A bill to recognize certain rights of Delawareans facing homelessness failed in the House Judiciary Committee Wednesday after municipalities and landlords expressed concerns about potential unintended consequences.
House Bill 235’s stated purpose is to ensure all individuals, regardless of housing status, have equal opportunity to live in decent, safe, sanitary, and healthful accommodations and enjoy equality of opportunities.
The bill, sponsored by Rep. Sean Lynn, D-Dover, would have created a process for the State Human Relations Commission and the Division of Human Relations to investigate complaints of discriminatory treatment.
The proposal would prevent landlords from considering an applicant’s housing status in determining whether to accept them as a tenant.
It would also allow unhoused people to live in a motor vehicle or recreational vehicle, provided the vehicle is legally parked on public property.
The bill would allow them to vote, register to vote, and receive documentation necessary to prove their identity without discrimination due to their housing status.
Debra Burgos, president of the Delaware Apartment Association, said the proposal would make it difficult for landlords to determine applicants’ ability to pay rent and take care of their rental units.
It could also invite litigation if an applicant was denied and incorrectly claimed their housing status was the basis for the denial, she said.
Burgos also expressed concern that by allowing unsheltered people to live in their vehicles, current residents could be made to feel unsafe or uncomfortable if those vehicles were parked on public property near their homes.
Eugene Dvornick, town manager with the Town of Georgetown, said he worried the legislation could impose a financial burden on municipalities as they would have to invest more in public safety and sanitation services.
“There are some creative concepts out there to deal with homeless situations that can provide safe and secure sheltering, individualized wraparound services, and to keep the homeless population and the existing community where they live, work and eventually be successful and ultimately lead to solutions for homelessness,” Dvornick said.
Proponents said the bill was an essential first step to recognizing the homelessness crisis Delaware faces.
Prior to the pandemic, Delaware had an estimated 1,165 people experiencing homelessness on any given day, according to the U.S. Department of Housing and Urban Development.
Those individuals and families are sleeping on streets, in cars, abandoned buildings, emergency shelters, and transitional housing programs.
According to Housing Alliance Delaware, which estimates the number of unsheltered people at more than 3,000 at any given time, one of every four people experiencing homelessness is a child under the age of 18.
Those figures likely only represent a fraction of the actual number, proponents said, because many of them live in places where they cannot be counted.

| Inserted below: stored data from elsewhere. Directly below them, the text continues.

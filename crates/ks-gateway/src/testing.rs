//! In-memory fakes for unit tests

use std::sync::atomic::{AtomicBool, AtomicUsize, Ordering};
use std::sync::{Arc, Mutex};

use async_trait::async_trait;
use bytes::Bytes;
use tokio::sync::mpsc;

use ks_core::manifest::{Deployment, Namespace, Service};
use ks_core::traits::{ClusterApi, ShellChannel, ShellConnection, ShellStream, ShellTransport};
use ks_core::types::{PodSummary, SshAuth};
use ks_core::{SshTarget, UpstreamError};

/// Password target on the default port
pub fn password_target(host: &str) -> SshTarget {
    SshTarget {
        host: host.to_string(),
        port: 22,
        username: "root".to_string(),
        auth: SshAuth::Password {
            password: "secret".to_string(),
        },
    }
}

/// Transport that hands out in-memory connections
#[derive(Default)]
pub struct FakeTransport {
    pub connect_calls: AtomicUsize,
    pub fail_connect: AtomicBool,
    pub hang_connect: AtomicBool,
    /// New connections refuse to open shells
    pub fail_shells: AtomicBool,
    connections: Mutex<Vec<Arc<FakeConnection>>>,
}

impl FakeTransport {
    pub fn new() -> Self {
        Self::default()
    }

    /// The n-th connection created, in creation order
    pub fn connection(&self, n: usize) -> Arc<FakeConnection> {
        Arc::clone(&self.connections.lock().unwrap()[n])
    }
}

#[async_trait]
impl ShellTransport for FakeTransport {
    async fn connect(&self, target: &SshTarget) -> Result<Arc<dyn ShellConnection>, UpstreamError> {
        self.connect_calls.fetch_add(1, Ordering::SeqCst);
        if self.hang_connect.load(Ordering::SeqCst) {
            std::future::pending::<()>().await;
        }
        if self.fail_connect.load(Ordering::SeqCst) {
            return Err(UpstreamError::Transport(format!(
                "connection refused: {}",
                target.address()
            )));
        }
        // Let concurrent connects interleave
        tokio::task::yield_now().await;

        let conn = Arc::new(FakeConnection::default());
        conn.fail_shell
            .store(self.fail_shells.load(Ordering::SeqCst), Ordering::SeqCst);
        self.connections.lock().unwrap().push(Arc::clone(&conn));
        Ok(conn)
    }
}

/// An in-memory connection
#[derive(Default)]
pub struct FakeConnection {
    closed: AtomicBool,
    close_calls: AtomicUsize,
    pub fail_shell: AtomicBool,
    shells: Mutex<Vec<Arc<FakeShell>>>,
}

impl FakeConnection {
    pub fn close_calls(&self) -> usize {
        self.close_calls.load(Ordering::SeqCst)
    }

    pub fn is_closed(&self) -> bool {
        self.closed.load(Ordering::SeqCst)
    }

    /// The n-th shell opened on this connection
    pub fn shell(&self, n: usize) -> Arc<FakeShell> {
        Arc::clone(&self.shells.lock().unwrap()[n])
    }
}

#[async_trait]
impl ShellConnection for FakeConnection {
    async fn shell(&self) -> Result<ShellStream, UpstreamError> {
        if self.is_closed() {
            return Err(UpstreamError::Transport("connection is closed".to_string()));
        }
        if self.fail_shell.load(Ordering::SeqCst) {
            return Err(UpstreamError::Transport("shell request denied".to_string()));
        }

        let (tx, rx) = mpsc::channel(64);
        let shell = Arc::new(FakeShell {
            written: Mutex::new(Vec::new()),
            output: Mutex::new(Some(tx)),
            closed: AtomicBool::new(false),
        });
        self.shells.lock().unwrap().push(Arc::clone(&shell));

        Ok(ShellStream {
            channel: shell,
            output: rx,
        })
    }

    async fn close(&self) -> Result<(), UpstreamError> {
        self.close_calls.fetch_add(1, Ordering::SeqCst);
        self.closed.store(true, Ordering::SeqCst);
        Ok(())
    }
}

/// An in-memory shell recording every byte written to it
pub struct FakeShell {
    written: Mutex<Vec<u8>>,
    output: Mutex<Option<mpsc::Sender<Bytes>>>,
    closed: AtomicBool,
}

impl FakeShell {
    pub fn written(&self) -> Vec<u8> {
        self.written.lock().unwrap().clone()
    }

    pub fn is_closed(&self) -> bool {
        self.closed.load(Ordering::SeqCst)
    }

    /// Push a chunk of output as if the remote shell produced it
    pub async fn emit(&self, data: &[u8]) {
        let tx = self.output.lock().unwrap().clone();
        if let Some(tx) = tx {
            tx.send(Bytes::copy_from_slice(data)).await.unwrap();
        }
    }

    /// End the output stream as if the remote shell exited
    pub fn finish(&self) {
        self.output.lock().unwrap().take();
    }
}

#[async_trait]
impl ShellChannel for FakeShell {
    async fn write(&self, data: &[u8]) -> Result<(), UpstreamError> {
        if self.is_closed() {
            return Err(UpstreamError::Transport("shell is closed".to_string()));
        }
        self.written.lock().unwrap().extend_from_slice(data);
        Ok(())
    }

    async fn close(&self) -> Result<(), UpstreamError> {
        self.closed.store(true, Ordering::SeqCst);
        self.finish();
        Ok(())
    }
}

#[derive(Default)]
struct ClusterObjects {
    namespaces: Vec<String>,
    deployments: Vec<Deployment>,
    services: Vec<Service>,
}

/// In-memory cluster that rejects duplicate objects with `Conflict`
#[derive(Default)]
pub struct FakeCluster {
    objects: Mutex<ClusterObjects>,
    /// `list_deployments` returns nothing, as a lagging cache would
    pub stale_lists: AtomicBool,
    pub fail_create_deployment: AtomicBool,
    pub hang_list: AtomicBool,
    pub namespace_creates: AtomicUsize,
    pub list_pods_calls: AtomicUsize,
}

impl FakeCluster {
    pub fn new() -> Self {
        Self::default()
    }

    pub fn namespaces(&self) -> Vec<String> {
        self.objects.lock().unwrap().namespaces.clone()
    }

    pub fn deployments(&self) -> Vec<Deployment> {
        self.objects.lock().unwrap().deployments.clone()
    }

    pub fn services(&self) -> Vec<Service> {
        self.objects.lock().unwrap().services.clone()
    }

    /// Seed a namespace without going through the provisioner
    pub fn add_namespace(&self, name: &str) {
        self.objects.lock().unwrap().namespaces.push(name.to_string());
    }
}

#[async_trait]
impl ClusterApi for FakeCluster {
    async fn list_namespaces(&self) -> Result<Vec<String>, UpstreamError> {
        if self.hang_list.load(Ordering::SeqCst) {
            std::future::pending::<()>().await;
        }
        Ok(self.namespaces())
    }

    async fn create_namespace(&self, namespace: &Namespace) -> Result<(), UpstreamError> {
        self.namespace_creates.fetch_add(1, Ordering::SeqCst);
        let mut objects = self.objects.lock().unwrap();
        let name = &namespace.metadata.name;
        if objects.namespaces.contains(name) {
            return Err(UpstreamError::Conflict(format!("namespaces \"{}\" already exists", name)));
        }
        objects.namespaces.push(name.clone());
        Ok(())
    }

    async fn list_deployments(&self, namespace: &str) -> Result<Vec<String>, UpstreamError> {
        if self.stale_lists.load(Ordering::SeqCst) {
            return Ok(Vec::new());
        }
        let objects = self.objects.lock().unwrap();
        Ok(objects
            .deployments
            .iter()
            .filter(|d| d.metadata.namespace.as_deref() == Some(namespace))
            .map(|d| d.metadata.name.clone())
            .collect())
    }

    async fn create_deployment(&self, deployment: &Deployment) -> Result<(), UpstreamError> {
        if self.fail_create_deployment.load(Ordering::SeqCst) {
            return Err(UpstreamError::Cluster {
                status: 500,
                message: "etcd unavailable".to_string(),
            });
        }
        let mut objects = self.objects.lock().unwrap();
        let exists = objects
            .deployments
            .iter()
            .any(|d| d.metadata == deployment.metadata);
        if exists {
            return Err(UpstreamError::Conflict(format!(
                "deployments.apps \"{}\" already exists",
                deployment.metadata.name
            )));
        }
        objects.deployments.push(deployment.clone());
        Ok(())
    }

    async fn create_service(&self, service: &Service) -> Result<u16, UpstreamError> {
        let mut objects = self.objects.lock().unwrap();
        let exists = objects
            .services
            .iter()
            .any(|s| s.metadata.name == service.metadata.name);
        if exists {
            return Err(UpstreamError::Conflict(format!(
                "services \"{}\" already exists",
                service.metadata.name
            )));
        }
        let node_port = 30000 + objects.services.len() as u16;
        let mut stored = service.clone();
        for port in &mut stored.spec.ports {
            port.node_port = Some(node_port);
        }
        objects.services.push(stored);
        Ok(node_port)
    }

    async fn list_pods(&self, namespace: &str) -> Result<Vec<PodSummary>, UpstreamError> {
        self.list_pods_calls.fetch_add(1, Ordering::SeqCst);
        let objects = self.objects.lock().unwrap();
        Ok(objects
            .deployments
            .iter()
            .filter(|d| d.metadata.namespace.as_deref() == Some(namespace))
            .map(|d| PodSummary {
                name: format!("{}-0", d.metadata.name),
                phase: Some("Running".to_string()),
            })
            .collect())
    }
}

So long as the state fails to propose meaningful solutions to address the problem, protections against discrimination must be guaranteed to protect the rights of the unhoused, they said.
“I think that we can all agree that local governments have an issue with homelessness,” Lynn said. “I think we need to wrap our arms around the issue and stop walking away from it and address it.”
The bill failed with three representatives voting yes, two voting no, three absent and two not voting.
After the vote, Burgos said the bill’s failure was a victory for both landlords and tenants, whose rents would go up to mitigate the financial impact she believes the bill would have had.
“This bill was just one on top of many that would negatively impact landlords and our ability to provide safe and affordable housing,” she said. “Many landlords have decided to sell their homes and properties and just be done with it because the long-term forecast is very uncertain. It’s very scary if this is your livelihood.”